Assassin’s Creed Valhallathe new viking-based iteration of the popular franchise — will support Microsoft’s upcoming Smart Delivery program for cross-generation games between the Xbox Series X and Xbox One, in one of the most encouraging signs of cross-generation gaming yet for the upcoming console.

Smart Delivery is what Microsoft calls its free upgrade program for the Xbox Series X that automatically upgrades owners who own the Xbox One version of the game to the Xbox Series X version for free. (It also works the other way — buy the Xbox Series X version, and you’ll get the Xbox One version.) Effectively, it means that players will only ever need to buy a Smart Delivery game once, instead of buying separate copies to be able to play it on both consoles.

Fans won’t have to wait long to see Valhalla in action on the Xbox Series X, either — Microsoft will be showing it off on May 7th in its gameplay reveal showcase for its upcoming console, along with other titles.

While Valhalla isn’t the first game to support Smart Delivery — Microsoft has already pledged that all its first-party Xbox Game Studios games that support both consoles will get the feature, and CD Projekt Red has promised that the upcoming Cyberpunk 2077 will get the free upgrade, too — Ubisoft’s support for the feature marks the biggest third-party developer to jump on board.

That’s a very encouraging thing to see because Smart Delivery is optional: developers can give players the free upgrade, but they don’t have to.
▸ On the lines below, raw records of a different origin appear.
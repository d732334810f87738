// Dweve WitJSON - Typed JSON Marshaling Framework
//
// Copyright (c) 2025 Dweve IP B.V. and individual contributors.
//
// SPDX-License-Identifier: Apache-2.0
//
// Licensed under the Apache License, Version 2.0 (the "License");
// you may not use this file except in compliance with the License.
// You may obtain a copy of the License in the LICENSE file at the
// root of this repository or at: http://www.apache.org/licenses/LICENSE-2.0
//
// Unless required by applicable law or agreed to in writing, software
// distributed under the License is distributed on an "AS IS" BASIS,
// WITHOUT WARRANTIES OR CONDITIONS OF ANY KIND, either express or implied.
// See the License for the specific language governing permissions and
// limitations under the License.

//! Wire documents, valid and otherwise.

/// The parent fixture as it arrives on the wire.
pub const PARENT_JSON: &str = r#"{
  "age": 35,
  "name": "Mason",
  "phones": {"home": "1233211234", "mobile": "4155678901"},
  "birthday": "1981-05-02T08:05:02-07:00",
  "profilePage": "http://test.com",
  "children": [
    {"childName": "John", "childAge": 10, "birthday": "2006-05-02T08:05:02-07:00"},
    {"childName": "Joey", "childAge": 11, "birthday": "2005-05-02T08:05:02-07:00"}
  ]
}"#;

/// A message response with two outcomes.
pub const MESSAGE_JSON: &str = r#"{
  "msg_id": "b9ae0d83-ec1d-4e70-aa2b-2a9e7b5e3b1d",
  "_text": "what's the weather in Paris",
  "outcomes": [
    {"_text": "what's the weather in Paris", "intent": "weather", "confidence": 0.92},
    {"_text": "what's the weather in Paris", "intent": "travel", "confidence": 0.05}
  ]
}"#;

/// A converse step asking the client to run an action.
pub const CONVERSE_JSON: &str = r#"{
  "type": "action",
  "action": "fetch-forecast",
  "entities": {"location": [{"value": "Paris", "confidence": 0.98}]},
  "confidence": 0.87
}"#;

/// A client context with every optional field present.
pub const CONTEXT_JSON: &str = r#"{
  "state": ["awaiting_location"],
  "reference_time": "2016-05-02T08:05:02-07:00",
  "timezone": "America/Los_Angeles",
  "location": {"latitude": 37.4419, "longitude": -122.143},
  "entities": [{"id": "city", "expressions": ["Paris", "City of Light"]}]
}"#;

/// Text that is not JSON at all.
pub fn malformed_json() -> Vec<(&'static str, &'static str)> {
    vec![
        ("empty", ""),
        ("whitespace_only", "   \n\t"),
        ("unclosed_object", "{\"age\": 35"),
        ("unclosed_string", "{\"name\": \"Mason}"),
        ("trailing_comma", "{\"age\": 35,}"),
        ("single_quotes", "{'age': 35}"),
        ("bare_word", "Mason"),
        ("nan_literal", "{\"confidence\": NaN}"),
    ]
}

/// Valid JSON that does not describe a parent.
///
/// Each tuple is (name, json, error path the decoder reports).
pub fn invalid_parents() -> Vec<(&'static str, &'static str, &'static str)> {
    vec![
        ("missing_age", r#"{"name": "Mason"}"#, "age"),
        ("age_as_string", r#"{"age": "35"}"#, "age"),
        (
            "bad_birthday",
            r#"{"age": 35, "name": "Mason", "phones": {}, "birthday": "02/05/1981", "profilePage": "http://test.com", "children": []}"#,
            "birthday",
        ),
        (
            "child_missing_age",
            r#"{"age": 35, "name": "Mason", "children": [{"childName": "John", "childAge": 10, "birthday": "2006-05-02T08:05:02-07:00"}, {"childName": "Joey", "birthday": "2005-05-02T08:05:02-07:00"}]}"#,
            "children[1].childAge",
        ),
        (
            "children_not_objects",
            r#"{"age": 35, "name": "Mason", "children": [1, 2]}"#,
            "children",
        ),
        (
            "phone_not_string",
            r#"{"age": 35, "name": "Mason", "children": [], "phones": {"home": 1233211234}}"#,
            "phones",
        ),
    ]
}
There’s a world in which Ubisoft could have forced players to buy separate Xbox One and Xbox Series X versions of Valhalla, like we saw years ago with the cross-generation release of Assassin’s Creed IV: Black Flag on the Xbox One and Xbox 360.
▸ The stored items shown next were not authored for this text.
// Dweve WitJSON - Typed JSON Marshaling Framework
//
// Copyright (c) 2025 Dweve IP B.V. and individual contributors.
//
// SPDX-License-Identifier: Apache-2.0
//
// Licensed under the Apache License, Version 2.0 (the "License");
// you may not use this file except in compliance with the License.
// You may obtain a copy of the License in the LICENSE file at the
// root of this repository or at: http://www.apache.org/licenses/LICENSE-2.0
//
// Unless required by applicable law or agreed to in writing, software
// distributed under the License is distributed on an "AS IS" BASIS,
// WITHOUT WARRANTIES OR CONDITIONS OF ANY KIND, either express or implied.
// See the License for the specific language governing permissions and
// limitations under the License.

//! Scalar kinds that can be read from and written to a [`Value`] without
//! coercion.
//!
//! A [`Primitive`] is the Rust side of a JSON scalar. Reading is strict: a
//! string is never parsed as a number and a number is never stringified. The
//! one widening allowed is an integer read as a float, since JSON does not
//! distinguish the two.

use crate::value::{Value, ValueKind};

/// A native scalar with a direct JSON form.
pub trait Primitive: Sized {
    /// Wire kind this type is read from.
    const KIND: ValueKind;

    /// Rust type name, used when a value of the right kind does not fit.
    const NAME: &'static str;

    /// Read the scalar, or `None` if the value has a different kind or does
    /// not fit.
    fn from_value(value: &Value) -> Option<Self>;

    /// Write the scalar.
    fn into_value(self) -> Value;
}

impl Primitive for String {
    const KIND: ValueKind = ValueKind::String;
    const NAME: &'static str = "String";

    fn from_value(value: &Value) -> Option<Self> {
        value.as_str().map(str::to_owned)
    }

    fn into_value(self) -> Value {
        Value::String(self)
    }
}

impl Primitive for bool {
    const KIND: ValueKind = ValueKind::Bool;
    const NAME: &'static str = "bool";

    fn from_value(value: &Value) -> Option<Self> {
        value.as_bool()
    }

    fn into_value(self) -> Value {
        Value::Bool(self)
    }
}

impl Primitive for i64 {
    const KIND: ValueKind = ValueKind::Int;
    const NAME: &'static str = "i64";

    fn from_value(value: &Value) -> Option<Self> {
        value.as_int()
    }

    fn into_value(self) -> Value {
        Value::Int(self)
    }
}

macro_rules! narrow_int_primitive {
    ($($ty:ty),*) => {
        $(
            impl Primitive for $ty {
                const KIND: ValueKind = ValueKind::Int;
                const NAME: &'static str = ::std::stringify!($ty);

                fn from_value(value: &Value) -> Option<Self> {
                    value.as_int().and_then(|n| <$ty>::try_from(n).ok())
                }

                fn into_value(self) -> Value {
                    Value::Int(i64::from(self))
                }
            }
        )*
    };
}

narrow_int_primitive!(i8, i16, i32, u8, u16, u32);

impl Primitive for f64 {
    const KIND: ValueKind = ValueKind::Float;
    const NAME: &'static str = "f64";

    fn from_value(value: &Value) -> Option<Self> {
        value.as_float()
    }

    fn into_value(self) -> Value {
        Value::Float(self)
    }
}

impl Primitive for f32 {
    const KIND: ValueKind = ValueKind::Float;
    const NAME: &'static str = "f32";

    fn from_value(value: &Value) -> Option<Self> {
        value.as_float().map(|n| n as f32)
    }

    fn into_value(self) -> Value {
        Value::Float(f64::from(self))
    }
}

#[cfg(test)]
mod tests {
    use super::*;

    #[test]
    fn test_string_is_not_coerced() {
        assert_eq!(String::from_value(&Value::from("35")), Some("35".to_string()));
        assert_eq!(String::from_value(&Value::Int(35)), None);
        assert_eq!(i64::from_value(&Value::from("35")), None);
    }

    #[test]
    fn test_float_accepts_integer() {
        assert_eq!(f64::from_value(&Value::Int(3)), Some(3.0));
        assert_eq!(f64::from_value(&Value::Float(0.92)), Some(0.92));
        assert_eq!(i64::from_value(&Value::Float(3.0)), None);
    }

    #[test]
    fn test_narrow_integers_reject_out_of_range() {
        assert_eq!(u8::from_value(&Value::Int(255)), Some(255));
        assert_eq!(u8::from_value(&Value::Int(256)), None);
        assert_eq!(u32::from_value(&Value::Int(-1)), None);
        assert_eq!(i32::from_value(&Value::Int(-35)), Some(-35));
    }

    #[test]
    fn test_null_matches_nothing() {
        assert_eq!(bool::from_value(&Value::Null), None);
        assert_eq!(String::from_value(&Value::Null), None);
        assert_eq!(f64::from_value(&Value::Null), None);
    }

    #[test]
    fn test_into_value() {
        assert_eq!(7u16.into_value(), Value::Int(7));
        assert_eq!(true.into_value(), Value::Bool(true));
        assert_eq!("a".to_string().into_value(), Value::from("a"));
        assert_eq!(1.5f32.into_value(), Value::Float(1.5));
    }
}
For now, though, the free upgrade is just for Xbox One / Xbox Series X. Sony hasn’t said that it’ll be offering free upgrades for cross-generation PlayStation 4 games to an enhanced PlayStation 5 version at this time.
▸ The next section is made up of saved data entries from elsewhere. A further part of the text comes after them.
// Dweve WitJSON - Typed JSON Marshaling Framework
//
// Copyright (c) 2025 Dweve IP B.V. and individual contributors.
//
// SPDX-License-Identifier: Apache-2.0
//
// Licensed under the Apache License, Version 2.0 (the "License");
// you may not use this file except in compliance with the License.
// You may obtain a copy of the License in the LICENSE file at the
// root of this repository or at: http://www.apache.org/licenses/LICENSE-2.0
//
// Unless required by applicable law or agreed to in writing, software
// distributed under the License is distributed on an "AS IS" BASIS,
// WITHOUT WARRANTIES OR CONDITIONS OF ANY KIND, either express or implied.
// See the License for the specific language governing permissions and
// limitations under the License.

//! Core value model and marshaling contracts for WitJSON.
//!
//! This crate holds everything that does not touch JSON text:
//!
//! - [`Value`], the dynamic tree that native values are encoded into and
//!   decoded from
//! - [`Encodable`] and the [`encodable!`] macro for the structural encoding
//! - [`Decodable`] and [`JsonDecoder`] for strict, keyed decoding
//! - [`transform`], the date and URL transformers
//! - [`EncodingError`] and [`DecodingError`]
//!
//! Text parsing and serialization live in `witjson-json`.

mod decode;
mod decoder;
mod encode;
mod error;
mod error_ext;
mod macros;
mod primitive;
pub mod transform;
mod value;

pub use decode::{decode_array, Decodable};
pub use decoder::JsonDecoder;
pub use encode::{encode_fields, encode_transformed, Encodable, Field, Reflected};
pub use error::{
    DecodeResult, DecodingError, DecodingErrorKind, EncodeResult, EncodingError, Location,
    DECODING_ERROR_DOMAIN, ENCODING_ERROR_DOMAIN,
};
pub use error_ext::DecodeResultExt;
pub use primitive::Primitive;
pub use transform::{Transformable, Transformer, DATE_TRANSFORMER, URL_TRANSFORMER};
pub use value::{Map, Value, ValueKind};

// Re-exported so downstream crates name the same date and URL types.
pub use time;
pub use url;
That could change, especially as more information about the upcoming consoles gets revealed, of course. But Sony could choose to keep the PlayStation 4 and PlayStation 5 versions of cross-generation games like Valhalla or Cyberpunk separate, if it wants. And that could force players to choose between a graphically worse PlayStation 4 version that’s future-proof or a PlayStation 5 version — with unknown benefits in graphics or gameplay, especially in these early days when the differences on cross-generation titles will be slimmer — that won’t work on older hardware.

It’s likely a problem that won’t be relevant for too long. If past console generations are any indication, developers will eventually start shifting toward exclusively making games for the PlayStation 5 and Xbox Series X sooner rather than later. But it’s a problem that Microsoft is smartly avoiding by simply giving players the best experience for a given game no matter which console they own, instead of trying to squeak out a few more sales from having two copies of it.

But hopefully, now that Ubisoft and CD Projekt Red have gotten on board, other major developers — and perhaps even Sony — will continue to follow suit with free cross-generation upgrades, too.